_To do_.
Using the word "None" as the filter, copy each matching line from the records.

(Collected data)
use async_trait::async_trait;
use chrono::{DateTime, Utc};
use uuid::Uuid;

use crate::coupons::MemberCoupon;
use crate::models::{CartItem, Product};
use crate::orders::models::Order;

/// Opaque storage failure reported by a repository implementation
///
/// Backends wrap their own driver errors into the message; the service
/// layer surfaces it as a fault without inspecting the cause.
#[derive(Debug, Clone, PartialEq, Eq, thiserror::Error)]
#[error("{0}")]
pub struct StoreError(pub String);

impl StoreError {
    /// Create a new StoreError from any displayable cause
    pub fn new(cause: impl std::fmt::Display) -> Self {
        StoreError(cause.to_string())
    }
}

/// Repository for cart read operations
#[async_trait]
pub trait CartRepository: Send + Sync {
    /// Find all cart items belonging to a member
    async fn items_for_member(&self, member_id: i64) -> Result<Vec<CartItem>, StoreError>;
}

/// Repository for product catalog reads
#[async_trait]
pub trait ProductCatalog: Send + Sync {
    /// Find multiple products by IDs
    ///
    /// Missing ids are simply absent from the result; the caller
    /// decides whether absence is an error.
    async fn find_by_ids(&self, ids: &[i64]) -> Result<Vec<Product>, StoreError>;
}

/// Repository for member coupon issuance records
#[async_trait]
pub trait MemberCouponRepository: Send + Sync {
    /// Find the issuance record of a coupon for a member
    async fn find(
        &self,
        member_id: i64,
        coupon_id: i64,
    ) -> Result<Option<MemberCoupon>, StoreError>;

    /// Persist the state of an issuance record
    ///
    /// Implementations must write the used flag atomically against the
    /// stored record so two concurrent orders cannot both consume the
    /// same coupon.
    async fn update(&self, coupon: &MemberCoupon) -> Result<(), StoreError>;

    /// Issue the first-order thank-you coupon to a member
    ///
    /// The implementation assigns the coupon definition id and builds
    /// the issuance record effective at `now`.
    async fn issue_first_order_coupon(
        &self,
        member_id: i64,
        now: DateTime<Utc>,
    ) -> Result<MemberCoupon, StoreError>;
}

/// Repository for order persistence
#[async_trait]
pub trait OrderRepository: Send + Sync {
    /// Insert a newly placed order
    async fn insert(&self, order: &Order) -> Result<(), StoreError>;

    /// Find an order by ID
    async fn find_by_id(&self, order_id: Uuid) -> Result<Option<Order>, StoreError>;

    /// Find all orders of a member, most recent first
    async fn list_by_member(&self, member_id: i64) -> Result<Vec<Order>, StoreError>;

    /// Flip an order to cancelled
    ///
    /// Implementations must apply the status change atomically against
    /// the stored active record.
    async fn mark_cancelled(&self, order_id: Uuid) -> Result<(), StoreError>;

    /// Count how many orders a member has ever placed
    async fn count_by_member(&self, member_id: i64) -> Result<u64, StoreError>;
}
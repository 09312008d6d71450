use rust_decimal::prelude::ToPrimitive;
use rust_decimal::Decimal;
use serde::{Deserialize, Serialize};

/// An amount of money counted in minor currency units (cents, won)
///
/// Prices are kept as plain integers so that ordinary arithmetic never
/// picks up binary-float drift. Percentage math goes through `Decimal`
/// and always rounds down to a whole minor unit.
#[derive(
    Debug, Clone, Copy, PartialEq, Eq, PartialOrd, Ord, Hash, Default, Serialize, Deserialize,
)]
#[serde(transparent)]
pub struct Money(u64);

impl Money {
    pub const ZERO: Money = Money(0);

    /// Create an amount from a raw count of minor units
    pub const fn from_minor_units(amount: u64) -> Self {
        Money(amount)
    }

    /// Raw count of minor units
    pub const fn minor_units(self) -> u64 {
        self.0
    }

    /// Add two amounts, returning `None` on overflow
    pub fn checked_add(self, other: Money) -> Option<Money> {
        self.0.checked_add(other.0).map(Money)
    }

    /// Multiply by a unit count, returning `None` on overflow
    pub fn checked_mul(self, quantity: u32) -> Option<Money> {
        self.0.checked_mul(u64::from(quantity)).map(Money)
    }

    /// Subtract, stopping at zero instead of wrapping
    pub fn saturating_sub(self, other: Money) -> Money {
        Money(self.0.saturating_sub(other.0))
    }

    /// `floor(self * rate / 100)` for an integer percentage rate
    ///
    /// Callers validate `rate` to `0..=100`, so the result never exceeds
    /// the original amount. The division is decimal, not float, and the
    /// result is truncated down to the whole minor unit.
    pub fn percentage(self, rate: u8) -> Money {
        let exact = Decimal::from(self.0) * Decimal::from(rate) / Decimal::from(100u32);
        // rate <= 100 keeps the floored value within u64 range
        Money(exact.floor().to_u64().unwrap_or(0))
    }

    pub fn is_zero(self) -> bool {
        self.0 == 0
    }
}

impl std::fmt::Display for Money {
    fn fmt(&self, f: &mut std::fmt::Formatter<'_>) -> std::fmt::Result {
        write!(f, "{}", self.0)
    }
}

/// Error raised when a quantity fails validation
#[derive(Debug, Clone, Copy, PartialEq, Eq, thiserror::Error)]
#[error("Quantity must be at least 1")]
pub struct QuantityError;

/// A validated unit count, always at least 1
///
/// Cart lines and order lines never carry a zero quantity; an update to
/// zero deletes the line instead, outside this crate.
#[derive(
    Debug, Clone, Copy, PartialEq, Eq, PartialOrd, Ord, Hash, Serialize, Deserialize,
)]
#[serde(try_from = "u32", into = "u32")]
pub struct Quantity(u32);

impl Quantity {
    /// Create a quantity, rejecting zero
    pub fn new(value: u32) -> Result<Self, QuantityError> {
        if value == 0 {
            return Err(QuantityError);
        }
        Ok(Quantity(value))
    }

    pub const fn get(self) -> u32 {
        self.0
    }
}

impl TryFrom<u32> for Quantity {
    type Error = QuantityError;

    fn try_from(value: u32) -> Result<Self, Self::Error> {
        Quantity::new(value)
    }
}

impl From<Quantity> for u32 {
    fn from(quantity: Quantity) -> Self {
        quantity.0
    }
}

impl std::fmt::Display for Quantity {
    fn fmt(&self, f: &mut std::fmt::Formatter<'_>) -> std::fmt::Result {
        write!(f, "{}", self.0)
    }
}
pub mod error;
pub mod policy;
pub mod schedule;

pub use error::*;
pub use policy::*;
pub use schedule::*;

_Solution to this task_.
    /// Add two amounts, returning `None` on overflow
    /// Multiply by a unit count, returning `None` on overflow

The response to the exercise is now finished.